Friday, October 25, 2013

Vanilla and Butter, or, The Need for a Food-Buying Intervention


Whenever I go to the grocery store, I always buy certain things. Zach and I go through some staples at an alarming rate, so I always put them on my list, regardless of whether or not I’ve checked the cupboards. Last week, I discovered two bottles of vanilla squirreled away in the back shelf, in addition to the half-empty bottle I already had. Three bottles of vanilla! How silly of me! 

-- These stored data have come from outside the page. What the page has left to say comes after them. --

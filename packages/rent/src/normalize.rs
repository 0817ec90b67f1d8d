//! District name normalization.
//!
//! Rent figures are keyed by a canonical form of the district name so that
//! "Tempelhof-Schöneberg", "tempelhof schöneberg" and
//! "Tempelhof-Schoeneberg" all resolve to the same entry.

/// Normalizes a region name into its rent table key.
///
/// The pipeline:
/// 1. Trim and lowercase
/// 2. Collapse whitespace runs into a single `-`
/// 3. Fold `ä`, `ö`, `ü`, `ß` into `ae`, `oe`, `ue`, `ss`
///
/// All other characters pass through unchanged.
#[must_use]
pub fn normalize(name: &str) -> String {
    let lower = name.to_lowercase();
    let hyphenated = lower.split_whitespace().collect::<Vec<_>>().join("-");

    let mut key = String::with_capacity(hyphenated.len());
    for c in hyphenated.chars() {
        match c {
            'ä' => key.push_str("ae"),
            'ö' => key.push_str("oe"),
            'ü' => key.push_str("ue"),
            'ß' => key.push_str("ss"),
            other => key.push(other),
        }
    }
    key
}
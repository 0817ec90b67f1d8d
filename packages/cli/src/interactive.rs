//! Interactive drill-down explorer.
//!
//! Presents the current scene's features and controls as a `dialoguer`
//! menu and feeds the choice back into the [`MapController`] until the
//! user quits.

use dialoguer::Select;
use rent_map_navigation::{MapController, RenderingSurface, Scene};

/// One menu entry.
#[derive(Debug, Clone, PartialEq, Eq)]
enum Action {
    Select(String),
    Back,
    ResetToDefaultCity,
    ResetToRoot,
    Quit,
}

/// Menu entries for a scene: its features, then the city markers, then the
/// controls that currently apply.
fn actions(scene: &Scene) -> Vec<(String, Action)> {
    let mut actions: Vec<(String, Action)> = scene
        .features
        .iter()
        .map(|feature| {
            let label = if scene.selected.as_deref() == Some(feature.name.as_str()) {
                format!("{} (selected)", feature.tooltip)
            } else {
                feature.tooltip.clone()
            };
            (label, Action::Select(feature.name.clone()))
        })
        .collect();

    actions.extend(
        scene
            .markers
            .iter()
            .map(|marker| (format!("Go to {}", marker.name), Action::Select(marker.name.clone()))),
    );

    if scene.controls.can_go_back {
        actions.push(("Back".to_string(), Action::Back));
    }
    if scene.controls.can_reset {
        actions.push(("Reset to default city".to_string(), Action::ResetToDefaultCity));
    }
    if !scene.level.is_root() {
        actions.push(("Overview".to_string(), Action::ResetToRoot));
    }
    actions.push(("Quit".to_string(), Action::Quit));
    actions
}

/// Runs the explorer until the user quits.
///
/// # Errors
///
/// Returns an error if reading the user's choice fails.
pub fn run<S: RenderingSurface>(
    controller: &mut MapController<S>,
) -> Result<(), Box<dyn std::error::Error>> {
    controller.start();

    loop {
        let scene = controller.scene();
        let actions = actions(&scene);
        let labels: Vec<&str> = actions.iter().map(|(label, _)| label.as_str()).collect();

        let idx = Select::new()
            .with_prompt("Where to?")
            .items(&labels)
            .default(0)
            .interact()?;

        match &actions[idx].1 {
            Action::Select(name) => {
                if !controller.click_feature(name) {
                    println!("Nothing to select for {name}");
                }
            }
            Action::Back => {
                controller.back();
            }
            Action::ResetToDefaultCity => controller.reset_to_default_city(),
            Action::ResetToRoot => controller.reset_to_root(),
            Action::Quit => return Ok(()),
        }
    }
}

#[cfg(test)]
mod tests {
    use rent_map_navigation::scene::{CityMarker, MapControls, StyledFeature};
    use rent_map_region_models::{HierarchyLevel, LatLng};
    use rent_map_rent::color_for_rent;

    use super::*;

    fn scene(level: HierarchyLevel, controls: MapControls) -> Scene {
        Scene {
            level,
            selected_region: None,
            selected: None,
            features: vec![StyledFeature {
                name: "Pankow".to_string(),
                level: HierarchyLevel::District,
                fill: color_for_rent(760.0),
                rent: 760.0,
                tooltip: "Pankow · 760€".to_string(),
            }],
            labels: vec![],
            markers: vec![],
            info: None,
            legend: None,
            controls,
        }
    }

    #[test]
    fn entry_state_offers_features_back_and_overview() {
        let entry = scene(
            HierarchyLevel::District,
            MapControls {
                can_go_back: true,
                can_reset: false,
            },
        );
        let actions: Vec<Action> = actions(&entry).into_iter().map(|(_, a)| a).collect();
        assert_eq!(
            actions,
            vec![
                Action::Select("Pankow".to_string()),
                Action::Back,
                Action::ResetToRoot,
                Action::Quit,
            ]
        );
    }

    #[test]
    fn root_offers_city_markers() {
        let mut root = scene(
            HierarchyLevel::Region,
            MapControls {
                can_go_back: false,
                can_reset: true,
            },
        );
        root.features.clear();
        root.markers.push(CityMarker {
            name: "Hamburg".to_string(),
            position: LatLng::new(53.5511, 9.9937),
            radius: 4.3,
        });

        let actions = actions(&root);
        assert_eq!(actions[0], ("Go to Hamburg".to_string(), Action::Select("Hamburg".to_string())));
        assert_eq!(actions[1].1, Action::ResetToDefaultCity);
        assert_eq!(actions.last().map(|(_, a)| a), Some(&Action::Quit));
    }

    #[test]
    fn selected_feature_is_marked() {
        let mut focused = scene(
            HierarchyLevel::Neighborhood,
            MapControls {
                can_go_back: true,
                can_reset: true,
            },
        );
        focused.selected = Some("Pankow".to_string());
        assert_eq!(actions(&focused)[0].0, "Pankow · 760€ (selected)");
    }
}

As is my habit, yesterday while grocery shopping I bought a pound of butter (in addition to about thirty pounds of other food which I carried in my backpack from Aldi to my house). What I didn’t notice was that when I threw it in the left-hand corner of the top shelf, behind the milk, it was joining a breeding ground. Later last night, when I was rearranging the refrigerator, Zach asked, “Why did you tell me to buy butter the other day?”

I shrugged. “We go through butter really fast,” I said.

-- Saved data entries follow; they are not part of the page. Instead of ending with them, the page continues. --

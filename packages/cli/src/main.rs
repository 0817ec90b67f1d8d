#![cfg_attr(feature = "fail-on-warnings", deny(warnings))]
#![warn(clippy::all, clippy::pedantic, clippy::nursery, clippy::cargo)]
#![allow(clippy::multiple_crate_versions, clippy::cargo_common_metadata)]

//! Command line explorer for the rent map.
//!
//! Loads the boundary and rent data once, then either lists the registered
//! cities, prints the scene for a given selection as JSON, or walks the
//! hierarchy interactively.

mod config;
mod interactive;
mod surface;

use std::path::PathBuf;

use clap::{Parser, Subcommand};
use rent_map_navigation::{MapController, RenderingSurface, ViewportController};
use rent_map_region::RegionDataset;
use rent_map_region::registry::all_cities;
use rent_map_rent::RentLookup;
use serde::Serialize;

use crate::config::{DATA_DIR_ENV, MapConfig};
use crate::surface::{CapturingSurface, TerminalSurface};

#[derive(Parser)]
#[command(name = "rent_map", about = "Rent price map of German cities")]
struct Cli {
    /// Config file (defaults to the built-in configuration)
    #[arg(long, global = true)]
    config: Option<PathBuf>,
    /// Directory holding the boundary and rent files (overrides
    /// `RENT_MAP_DATA_DIR`)
    #[arg(long, global = true)]
    data_dir: Option<PathBuf>,
    #[command(subcommand)]
    command: Option<Commands>,
}

#[derive(Subcommand)]
enum Commands {
    /// List the registered cities
    Cities,
    /// Print the scene and camera for a selection as JSON
    Show {
        /// City to select instead of the default city
        #[arg(long)]
        city: Option<String>,
        /// District to drill into
        #[arg(long)]
        district: Option<String>,
        /// Neighborhood to focus (requires `--district`)
        #[arg(long, requires = "district")]
        neighborhood: Option<String>,
    },
    /// Explore the map interactively
    Explore,
}

/// Output of the `show` command.
#[derive(Serialize)]
#[serde(rename_all = "camelCase")]
struct ShowOutput<'a> {
    state: &'a rent_map_navigation::NavigationState,
    #[serde(flatten)]
    view: &'a CapturingSurface,
}

fn main() -> Result<(), Box<dyn std::error::Error>> {
    pretty_env_logger::init();
    let cli = Cli::parse();

    let config = MapConfig::load(cli.config.as_deref())?
        .with_data_dir(std::env::var(DATA_DIR_ENV).ok(), cli.data_dir);

    match cli.command.unwrap_or(Commands::Explore) {
        Commands::Cities => list_cities(),
        Commands::Show {
            city,
            district,
            neighborhood,
        } => {
            let mut controller = build_controller(&config, CapturingSurface::default())?;
            controller.start();

            if let Some(city) = city {
                controller.reset_to_root();
                controller.select_region(&city);
            }
            for name in [district, neighborhood].into_iter().flatten() {
                if !controller.click_feature(&name) {
                    return Err(format!(
                        "{name:?} is not shown at the {} level",
                        controller.state().current_level()
                    )
                    .into());
                }
            }

            let output = ShowOutput {
                state: controller.state(),
                view: controller.surface(),
            };
            println!("{}", serde_json::to_string_pretty(&output)?);
        }
        Commands::Explore => {
            let mut controller = build_controller(&config, TerminalSurface::new(std::io::stdout()))?;
            interactive::run(&mut controller)?;
        }
    }

    Ok(())
}

fn list_cities() {
    println!(
        "{:<14} {:<12} {:>9} {:>9}  {:<9} NEIGHBORHOODS",
        "ID", "NAME", "LAT", "LON", "DISTRICTS"
    );
    println!("{}", "-".repeat(72));
    for city in all_cities() {
        println!(
            "{:<14} {:<12} {:>9.4} {:>9.4}  {:<9} {}",
            city.id,
            city.name,
            city.center.lat,
            city.center.lon,
            if city.districts.is_some() { "yes" } else { "no" },
            if city.neighborhoods.is_some() { "yes" } else { "no" },
        );
    }
}

/// Loads the data named by `config` and wires it to `surface`.
fn build_controller<S: RenderingSurface>(
    config: &MapConfig,
    surface: S,
) -> Result<MapController<S>, Box<dyn std::error::Error>> {
    let cities = all_cities();
    let dataset = RegionDataset::load(&config.data_dir, &cities, config.regions.as_ref())?;

    let rent_path = config.rent_path();
    let rents = if rent_path.exists() {
        rent_map_rent::load::load_file(&rent_path)?
    } else {
        log::warn!("Rent table {} not found, showing no rents", rent_path.display());
        RentLookup::default()
    };

    Ok(MapController::new(
        dataset,
        rents,
        cities,
        &config.default_city,
        ViewportController::new(config.viewport.clone()),
        surface,
    ))
}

Zach stared hard into the back left-hand corner. Then he began pulling out packets of butter. More and more and more of them.

We ended up with this:


We had six pounds of butter in the fridge.

SIX POUNDS.

(And that’s not even counting the half-pound of clarified butter in the cupboard.)

We fell on the floor, we were laughing so hard. And Zach said, “You need to write a blog about this.”

“Yes,” I said. “Yes, I do.”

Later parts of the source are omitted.